C’est le seul personnage dynamique et de ce fait, il souligne la raideur du
couple qui lui fait face. Est-il fasciné par la présence de cette
créature ? Nous pouvons le supposer, mais nous n’en serons jamais
absolument certains.
À n’en point douter, Nighthawks, exerce une fascination sans pareille. Il
« s’attache à notre âme et la force d’aimer ». L’Art Institute de
Chicago l’a acheté dès qu’il a été exposé, soulignant ainsi la rencontre
magique d’un peintre avec l’âme de son pays. Mais la qualité du tableau va bien
au-delà des frontières des Etats-Unis. Chacun le fait sien, se l’approprie tant
il vibre d’une mélancolie à fleur de toile.

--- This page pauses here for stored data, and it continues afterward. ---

//! Repository for the `users` table.

use fitquest_core::types::DbId;
use sqlx::PgExecutor;

use crate::models::user::{CreateUser, UpdateUser, User};

/// Column list shared across queries to avoid repetition.
const COLUMNS: &str = "id, username, email, wallet_address, created_at";

/// Provides CRUD operations for users.
pub struct UserRepo;

impl UserRepo {
    /// Insert a new user, returning the created row.
    pub async fn create(exec: impl PgExecutor<'_>, input: &CreateUser) -> Result<User, sqlx::Error> {
        let query = format!(
            "INSERT INTO users (username, email, wallet_address)
             VALUES ($1, $2, $3)
             RETURNING {COLUMNS}"
        );
        sqlx::query_as::<_, User>(&query)
            .bind(&input.username)
            .bind(&input.email)
            .bind(&input.wallet_address)
            .fetch_one(exec)
            .await
    }

    /// Find a user by ID.
    pub async fn find_by_id(
        exec: impl PgExecutor<'_>,
        id: DbId,
    ) -> Result<Option<User>, sqlx::Error> {
        let query = format!("SELECT {COLUMNS} FROM users WHERE id = $1");
        sqlx::query_as::<_, User>(&query)
            .bind(id)
            .fetch_optional(exec)
            .await
    }

    /// Find a user by wallet address.
    pub async fn find_by_wallet(
        exec: impl PgExecutor<'_>,
        wallet_address: &str,
    ) -> Result<Option<User>, sqlx::Error> {
        let query = format!("SELECT {COLUMNS} FROM users WHERE wallet_address = $1");
        sqlx::query_as::<_, User>(&query)
            .bind(wallet_address)
            .fetch_optional(exec)
            .await
    }

    /// Update a user. Only non-`None` fields in `input` are applied.
    ///
    /// Returns `None` if no row with the given `id` exists.
    pub async fn update(
        exec: impl PgExecutor<'_>,
        id: DbId,
        input: &UpdateUser,
    ) -> Result<Option<User>, sqlx::Error> {
        let query = format!(
            "UPDATE users SET
                username = COALESCE($2, username),
                email = COALESCE($3, email),
                wallet_address = COALESCE($4, wallet_address)
             WHERE id = $1
             RETURNING {COLUMNS}"
        );
        sqlx::query_as::<_, User>(&query)
            .bind(id)
            .bind(&input.username)
            .bind(&input.email)
            .bind(&input.wallet_address)
            .fetch_optional(exec)
            .await
    }
}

Du texte à l’image, de l'image au texte
D’aucuns ont affirmé que Hopper s’était inspiré de la
nouvelle de Hemingway, The Killers, adaptée à l’écran par Richard Siodmak en 1946. Il n’y a pas de lien véritable entre ce
texte d’Ernest Hemingway et Nighthawks.
Il faut plutôt voir une parenté avec la nouvelle d’Hemingway, Un endroit propre et bien éclairé, A Clean, Well-Lighted Place.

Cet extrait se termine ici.